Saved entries
┌──

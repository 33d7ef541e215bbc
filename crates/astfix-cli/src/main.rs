//! astfix CLI tool.
//!
//! Usage:
//! ```bash
//! astfix lint [OPTIONS] [PATH]
//! astfix format <FILE> [--out <PATH>]
//! astfix generate <AST_JSON> [--out <PATH>]
//! astfix ast <FILE> [--json]
//! astfix list-rules
//! astfix init
//! ```

use anyhow::Result;
use clap::{Parser, Subcommand};
use std::path::PathBuf;
use tracing_subscriber::EnvFilter;

mod commands;
mod config_resolver;

use commands::Settings;

/// Lints, fixes and regenerates TypeScript through a generic syntax tree
#[derive(Parser)]
#[command(name = "astfix")]
#[command(author, version, about, long_about = None)]
struct Cli {
    /// Log every visited node and enable debug output
    #[arg(short, long, global = true)]
    debug: bool,

    /// Path to configuration file
    #[arg(short, long, global = true, env = "ASTFIX_CONFIG")]
    config: Option<PathBuf>,

    #[command(subcommand)]
    command: Commands,
}

#[derive(Subcommand)]
enum Commands {
    /// Run check rules over a file or directory
    Lint {
        /// File or directory to analyze (default: current directory)
        #[arg(default_value = ".")]
        path: PathBuf,

        /// Output format
        #[arg(short, long, default_value = "text")]
        format: OutputFormat,

        /// Exclude glob patterns (can be specified multiple times)
        #[arg(short, long)]
        exclude: Vec<String>,
    },

    /// Apply fix rules to a file and print the regenerated source
    Format {
        /// TypeScript file to format
        file: PathBuf,

        /// Write the result here instead of printing it
        #[arg(short, long)]
        out: Option<PathBuf>,
    },

    /// Regenerate source from a JSON-serialized tree
    Generate {
        /// JSON file produced by `astfix ast --json`
        ast: PathBuf,

        /// Write the result here instead of printing it
        #[arg(short, long)]
        out: Option<PathBuf>,
    },

    /// Print the generic tree of a file
    Ast {
        /// TypeScript file to parse
        file: PathBuf,

        /// Print JSON instead of an indented outline
        #[arg(long)]
        json: bool,
    },

    /// List available rules
    ListRules,

    /// Initialize configuration file
    Init {
        /// Overwrite existing config
        #[arg(long)]
        force: bool,
    },
}

/// Output format for lint results.
#[derive(Clone, Copy, Debug, Default, clap::ValueEnum)]
pub enum OutputFormat {
    /// Human-readable text output.
    #[default]
    Text,
    /// Source excerpts with the offending node highlighted.
    Pretty,
    /// JSON output.
    Json,
    /// One-line-per-violation compact format.
    Compact,
}

fn main() -> Result<()> {
    let cli = Cli::parse();

    let filter = if cli.debug {
        EnvFilter::new("debug")
    } else {
        EnvFilter::new("info")
    };

    tracing_subscriber::fmt()
        .with_env_filter(filter)
        .with_target(false)
        .with_writer(std::io::stderr)
        .init();

    let settings = Settings {
        debug: cli.debug,
        config: cli.config,
    };

    match cli.command {
        Commands::Lint {
            path,
            format,
            exclude,
        } => commands::lint::run(&path, format, &exclude, &settings),
        Commands::Format { file, out } => commands::format::run(&file, out.as_deref(), &settings),
        Commands::Generate { ast, out } => {
            commands::generate::run(&ast, out.as_deref(), &settings)
        }
        Commands::Ast { file, json } => commands::ast::run(&file, json),
        Commands::ListRules => {
            commands::list_rules::run();
            Ok(())
        }
        Commands::Init { force } => commands::init::run(force),
    }
}
//! Maps generic nodes onto concrete syntax.

use astfix_core::{kind, node_line, AstNode, LogSink, TracingSink, Verbosity};

use crate::concrete::{
    ConcreteNode, DeclarationFlags, Expression, Identifier, SourceFile, Statement, StringLiteral,
    TypeNode, VariableDeclaration, VariableDeclarationList,
};
use crate::error::RenderError;
use crate::printer::Printer;

/// Rebuilds source text from a generic tree.
///
/// Each kind maps onto one concrete construct. Kinds with no mapping, and
/// kinds absorbed by their parent (the end-of-file marker, operator
/// tokens), build to nothing and are dropped by the caller.
pub struct Reconstructor<'a> {
    verbosity: Verbosity,
    sink: &'a mut dyn LogSink,
    printer: Printer,
}

impl<'a> Reconstructor<'a> {
    /// Creates a reconstructor logging visited nodes to `sink` when
    /// `verbosity` is debug.
    #[must_use]
    pub fn new(verbosity: Verbosity, sink: &'a mut dyn LogSink) -> Self {
        Self {
            verbosity,
            sink,
            printer: Printer::new(),
        }
    }

    /// Replaces the printer.
    #[must_use]
    pub fn with_printer(mut self, printer: Printer) -> Self {
        self.printer = printer;
        self
    }

    /// Builds and prints `root`.
    ///
    /// A `SourceFile` root is printed as a file; anything else as a
    /// standalone node. A root that builds to nothing renders as `""`.
    ///
    /// # Errors
    ///
    /// Returns the first [`RenderError`] met while building; no text is
    /// produced in that case.
    pub fn render(&mut self, root: &AstNode) -> Result<String, RenderError> {
        Ok(match self.build(root, 0)? {
            Some(ConcreteNode::SourceFile(file)) => self.printer.print_file(&file),
            Some(node) => self.printer.print_node(&node),
            None => String::new(),
        })
    }

    /// Builds the concrete construct for `node`, or `None` for kinds that
    /// have none.
    ///
    /// # Errors
    ///
    /// Fails on unsupported type or literal kinds and on malformed children.
    pub fn build(
        &mut self,
        node: &AstNode,
        depth: usize,
    ) -> Result<Option<ConcreteNode>, RenderError> {
        self.trace(node, depth);

        let built = match kind::canonical(node.kind()) {
            kind::SOURCE_FILE => ConcreteNode::SourceFile(self.source_file(node, depth)?),
            kind::VARIABLE_STATEMENT => {
                return match node.child(kind::VARIABLE_DECLARATION_LIST) {
                    Some(list) => self.build(list, depth + 1),
                    None => Ok(None),
                };
            }
            kind::VARIABLE_DECLARATION_LIST => {
                ConcreteNode::Statement(Statement::create_variable(self.declaration_list(node, depth)?))
            }
            kind::VARIABLE_DECLARATION => ConcreteNode::Declaration(self.declaration(node, depth)?),
            kind::IDENTIFIER => {
                ConcreteNode::Expression(Expression::Identifier(Identifier::create(node.text_owned())))
            }
            kind::STRING_KEYWORD => ConcreteNode::Type(to_type(node)?),
            kind::STRING_LITERAL => {
                ConcreteNode::Expression(Expression::StringLiteral(to_literal(node)?))
            }
            kind::EXPRESSION_STATEMENT => {
                let Some(child) = node.children().first() else {
                    return Ok(None);
                };
                match self.build(child, depth + 1)? {
                    Some(ConcreteNode::Expression(expression)) => {
                        ConcreteNode::Statement(Statement::create_expression(expression))
                    }
                    Some(_) => return Err(unexpected(node, "expression", child)),
                    None => return Ok(None),
                }
            }
            kind::BINARY_EXPRESSION => {
                if let Some(operator) = node.children().get(1) {
                    if kind::canonical(operator.kind()) != kind::EQUALS_TOKEN {
                        return Err(unexpected(node, "`=` operator", operator));
                    }
                }
                let left = self.expression(node, 0, "left operand", depth)?;
                let right = self.expression(node, 2, "right operand", depth)?;
                ConcreteNode::Expression(Expression::create_assignment(left, right))
            }
            kind::CALL_EXPRESSION => {
                let callee = self.expression(node, 0, "callee", depth)?;
                let argument = if node.children().len() > 1 {
                    Some(self.expression(node, 1, "argument", depth)?)
                } else {
                    None
                };
                ConcreteNode::Expression(Expression::create_call(callee, argument))
            }
            kind::PROPERTY_ACCESS_EXPRESSION => {
                let object = self.expression(node, 0, "object", depth)?;
                let name = match self.expression(node, 1, "property name", depth)? {
                    Expression::Identifier(name) => name,
                    _ => return Err(unexpected(node, "identifier", &node.children()[1])),
                };
                ConcreteNode::Expression(Expression::create_property_access(object, name))
            }
            other if kind::is_literal(other) => {
                ConcreteNode::Expression(Expression::StringLiteral(to_literal(node)?))
            }
            _ => return Ok(None),
        };
        Ok(Some(built))
    }

    /// Top-level statements, with variable statement wrappers flattened.
    fn source_file(&mut self, node: &AstNode, depth: usize) -> Result<SourceFile, RenderError> {
        let mut statements = Vec::new();
        for child in node.children() {
            if kind::canonical(child.kind()) == kind::VARIABLE_STATEMENT {
                for inner in child.children() {
                    if let Some(ConcreteNode::Statement(s)) = self.build(inner, depth + 2)? {
                        statements.push(s);
                    }
                }
            } else if let Some(ConcreteNode::Statement(s)) = self.build(child, depth + 1)? {
                statements.push(s);
            }
        }
        Ok(SourceFile::create(statements))
    }

    fn declaration_list(
        &mut self,
        node: &AstNode,
        depth: usize,
    ) -> Result<VariableDeclarationList, RenderError> {
        let mut declarations = Vec::new();
        for child in node.children() {
            if let Some(ConcreteNode::Declaration(d)) = self.build(child, depth + 1)? {
                declarations.push(d);
            }
        }
        Ok(VariableDeclarationList::create(
            declarations,
            binding_flags(&node.text()),
        ))
    }

    /// `[identifier, type?, initializer?]`; a lone second child is a type
    /// when its kind is a type kind.
    fn declaration(
        &mut self,
        node: &AstNode,
        depth: usize,
    ) -> Result<VariableDeclaration, RenderError> {
        let (name, rest) = node
            .children()
            .split_first()
            .ok_or_else(|| missing(node, "identifier"))?;
        if kind::canonical(name.kind()) != kind::IDENTIFIER {
            return Err(unexpected(node, "identifier", name));
        }
        self.trace(name, depth + 1);

        let (ty, initializer) = match rest {
            [] => (None, None),
            [only] if kind::is_type(only.kind()) => (Some(only), None),
            [only] => (None, Some(only)),
            [ty, initializer, ..] => (Some(ty), Some(initializer)),
        };
        let ty = ty
            .map(|t| {
                self.trace(t, depth + 1);
                to_type(t)
            })
            .transpose()?;
        let initializer = initializer
            .map(|i| {
                self.trace(i, depth + 1);
                to_literal(i).map(Expression::StringLiteral)
            })
            .transpose()?;

        Ok(VariableDeclaration::create(
            Identifier::create(name.text_owned()),
            ty,
            initializer,
        ))
    }

    /// Builds the child at `index`, which must be an expression.
    fn expression(
        &mut self,
        parent: &AstNode,
        index: usize,
        role: &'static str,
        depth: usize,
    ) -> Result<Expression, RenderError> {
        let child = parent
            .children()
            .get(index)
            .ok_or_else(|| missing(parent, role))?;
        match self.build(child, depth + 1)? {
            Some(ConcreteNode::Expression(expression)) => Ok(expression),
            Some(_) => Err(unexpected(parent, "expression", child)),
            None => Err(missing(parent, role)),
        }
    }

    fn trace(&mut self, node: &AstNode, depth: usize) {
        if self.verbosity.is_debug() {
            self.sink.debug(&node_line(node, depth, None));
        }
    }
}

/// Renders `root` to source text, logging through `tracing`.
///
/// # Errors
///
/// See [`Reconstructor::render`].
pub fn render(root: &AstNode) -> Result<String, RenderError> {
    Reconstructor::new(Verbosity::Normal, &mut TracingSink).render(root)
}

fn binding_flags(text: &str) -> DeclarationFlags {
    let rest = text.trim_start();
    let keyword_end = rest
        .find(|c: char| !(c.is_alphanumeric() || c == '_' || c == '$'))
        .unwrap_or(rest.len());
    match &rest[..keyword_end] {
        "let" => DeclarationFlags::Let,
        "var" => DeclarationFlags::Var,
        _ => DeclarationFlags::Const,
    }
}

fn to_type(node: &AstNode) -> Result<TypeNode, RenderError> {
    match kind::canonical(node.kind()) {
        kind::STRING_KEYWORD => Ok(TypeNode::String),
        other => Err(RenderError::UnsupportedType {
            kind: other.to_string(),
        }),
    }
}

fn to_literal(node: &AstNode) -> Result<StringLiteral, RenderError> {
    let unsupported = || RenderError::UnsupportedLiteral {
        kind: node.kind().to_string(),
    };
    match kind::canonical(node.kind()) {
        kind::STRING_LITERAL => StringLiteral::from_source(&node.text()).ok_or_else(unsupported),
        _ => Err(unsupported()),
    }
}

fn missing(parent: &AstNode, role: &'static str) -> RenderError {
    RenderError::MissingChild {
        parent: parent.kind().to_string(),
        role,
    }
}

fn unexpected(parent: &AstNode, expected: &'static str, found: &AstNode) -> RenderError {
    RenderError::UnexpectedNode {
        parent: parent.kind().to_string(),
        expected,
        found: found.kind().to_string(),
    }
}
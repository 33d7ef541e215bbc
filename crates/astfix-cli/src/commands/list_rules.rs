//! List rules command implementation.

use astfix_rules::rule_catalog;

/// Runs the list-rules command.
pub fn run() {
    println!("Available rules:\n");
    println!("{:<8} {:<28} {:<7} Description", "Code", "Name", "Stage");
    println!("{}", "-".repeat(80));

    for rule in rule_catalog() {
        println!(
            "{:<8} {:<28} {:<7} {}",
            rule.code, rule.name, rule.stage, rule.description
        );
    }

    println!("\nLevels: error, warn, off (rules not listed in the config are off)");
    println!("Check rules run with `astfix lint`, fix rules with `astfix format`.");
}
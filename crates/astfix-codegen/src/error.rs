//! Reconstruction errors.

/// Errors that abort a render.
///
/// Each variant is a gap between the generic tree and the concrete grammar
/// the reconstructor covers. No partial output is produced.
#[derive(Debug, Clone, PartialEq, Eq, thiserror::Error)]
pub enum RenderError {
    /// A type annotation other than the supported keyword types.
    #[error("Unsupported type: {kind}")]
    UnsupportedType {
        /// Kind of the offending type node.
        kind: String,
    },

    /// An initializer that is not a supported literal.
    #[error("Unsupported literal: {kind}")]
    UnsupportedLiteral {
        /// Kind of the offending literal node.
        kind: String,
    },

    /// A required positional child is absent or builds to nothing.
    #[error("{parent} is missing its {role}")]
    MissingChild {
        /// Kind of the node with the missing child.
        parent: String,
        /// Which child was expected (e.g. "left operand").
        role: &'static str,
    },

    /// A child built to the wrong kind of construct.
    #[error("{parent} expected {expected} but found {found}")]
    UnexpectedNode {
        /// Kind of the parent node.
        parent: String,
        /// What the parent needs in that position.
        expected: &'static str,
        /// Kind of the child actually present.
        found: String,
    },
}
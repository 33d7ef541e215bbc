//! # astfix-rules
//!
//! Built-in check and fix rules for astfix, and the traversals that apply them.
//!
//! ## Available Rules
//!
//! | Code | Name | Stage | Description |
//! |------|------|-------|-------------|
//! | TS001 | `call-super-in-constructor` | check | Derived-class constructors must call `super()` |
//! | TS101 | `use-let-never-reassigned` | fix | `let` that is never reassigned becomes `const` |
//! | TS102 | `double-quotes` | fix | `"..."` string literals become `'...'` |
//!
//! ## Usage
//!
//! ```
//! use astfix_core::{kind, AstNode, Config, MemorySink, RuleLevel};
//!
//! let root = AstNode::new(kind::SOURCE_FILE, "")
//!     .with_child(AstNode::new(kind::STRING_LITERAL, "\"hi\""));
//! let config = Config::new().with_rule("double-quotes", RuleLevel::Warn);
//!
//! let mut sink = MemorySink::new();
//! astfix_rules::fix(&root, 0, &config, &root, &mut sink);
//! assert_eq!(root.children()[0].text().as_str(), "'hi'");
//! ```

#![forbid(unsafe_code)]
#![warn(missing_docs)]

mod call_super_in_constructor;
mod checker;
mod double_quotes;
mod fixer;
mod presets;
mod use_let_never_reassigned;

pub use call_super_in_constructor::CallSuperInConstructor;
pub use checker::{check, Checker};
pub use double_quotes::DoubleQuotes;
pub use fixer::{fix, Fixer};
pub use presets::{fix_rules, lint_rules, rule_catalog, rule_names, RuleInfo, RuleStage};
pub use use_let_never_reassigned::{is_never_reassigned, UseLetNeverReassigned};

/// Re-export core types for convenience.
pub use astfix_core::{FixRule, LintRule, Verdict, Violation};
//! Rule traits for checks and fixes over the generic tree.

use crate::node::AstNode;

/// Outcome of running a [`LintRule`] on one node.
#[derive(Debug, Clone, PartialEq, Eq)]
pub enum Verdict {
    /// The rule does not apply or is satisfied.
    Clean,
    /// The node violates the rule.
    Violated(String),
    /// The node is missing structure the rule relies on. Checking of this
    /// node and its whole subtree stops here.
    Halt,
}

/// A read-only check applied to every node.
///
/// # Example
///
/// ```ignore
/// use astfix_core::{AstNode, LintRule, Verdict};
///
/// pub struct NoEmptyClass;
///
/// impl LintRule for NoEmptyClass {
///     fn name(&self) -> &'static str { "no-empty-class" }
///     fn code(&self) -> &'static str { "TS900" }
///
///     fn check(&self, node: &AstNode) -> Verdict {
///         if node.is("ClassDeclaration") && node.children().len() == 1 {
///             Verdict::Violated("Class has no members".into())
///         } else {
///             Verdict::Clean
///         }
///     }
/// }
/// ```
pub trait LintRule {
    /// Returns the kebab-case name of this rule, used as the config key.
    fn name(&self) -> &'static str;

    /// Returns the rule code (e.g., "TS001").
    fn code(&self) -> &'static str;

    /// Returns a brief description of what this rule checks.
    fn description(&self) -> &'static str {
        ""
    }

    /// Optional hint attached to every violation of this rule.
    fn suggestion(&self) -> Option<&'static str> {
        None
    }

    /// Checks a single node. Recursion into children is the caller's job.
    fn check(&self, node: &AstNode) -> Verdict;
}

/// Type alias for boxed [`LintRule`] trait objects.
pub type LintRuleBox = Box<dyn LintRule>;

/// A rewrite applied to a node's text.
pub trait FixRule {
    /// Returns the kebab-case name of this rule, used as the config key.
    fn name(&self) -> &'static str;

    /// Returns the rule code (e.g., "TS101").
    fn code(&self) -> &'static str;

    /// Returns a brief description of what this rule rewrites.
    fn description(&self) -> &'static str {
        ""
    }

    /// Message logged at info level whenever the fix is applied.
    fn message(&self) -> &'static str;

    /// Computes the replacement text for `node`, or `None` to leave it be.
    ///
    /// `root` is the root of the whole tree `node` belongs to, for rules
    /// that need context beyond the node itself.
    fn fix(&self, node: &AstNode, root: &AstNode) -> Option<String>;
}

/// Type alias for boxed [`FixRule`] trait objects.
pub type FixRuleBox = Box<dyn FixRule>;

#[cfg(test)]
mod tests {
    use super::*;

    struct UpperIdentifiers;

    impl FixRule for UpperIdentifiers {
        fn name(&self) -> &'static str {
            "upper-identifiers"
        }
        fn code(&self) -> &'static str {
            "TEST101"
        }
        fn message(&self) -> &'static str {
            "Uppercased identifier"
        }
        fn fix(&self, node: &AstNode, _root: &AstNode) -> Option<String> {
            let text = node.text();
            (node.is("Identifier") && *text != text.to_uppercase()).then(|| text.to_uppercase())
        }
    }

    struct Always;

    impl LintRule for Always {
        fn name(&self) -> &'static str {
            "always"
        }
        fn code(&self) -> &'static str {
            "TEST001"
        }
        fn check(&self, _node: &AstNode) -> Verdict {
            Verdict::Violated("always".into())
        }
    }

    #[test]
    fn test_fix_rule_trait() {
        let node = AstNode::new("Identifier", "dog");
        let rule = UpperIdentifiers;
        assert_eq!(rule.fix(&node, &node).as_deref(), Some("DOG"));
        node.set_text("DOG");
        assert_eq!(rule.fix(&node, &node), None);
        assert_eq!(rule.description(), "");
    }

    #[test]
    fn test_lint_rule_trait() {
        let rule = Always;
        assert_eq!(rule.name(), "always");
        assert!(rule.suggestion().is_none());
        assert_eq!(
            rule.check(&AstNode::new("Block", "{}")),
            Verdict::Violated("always".into())
        );
    }
}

└──

## Problem requirements
Show a copy of each line from the records above in which the string "UnsupportedLiteral" occurs.

## Task solution
    let unsupported = || RenderError::UnsupportedLiteral {
    UnsupportedLiteral {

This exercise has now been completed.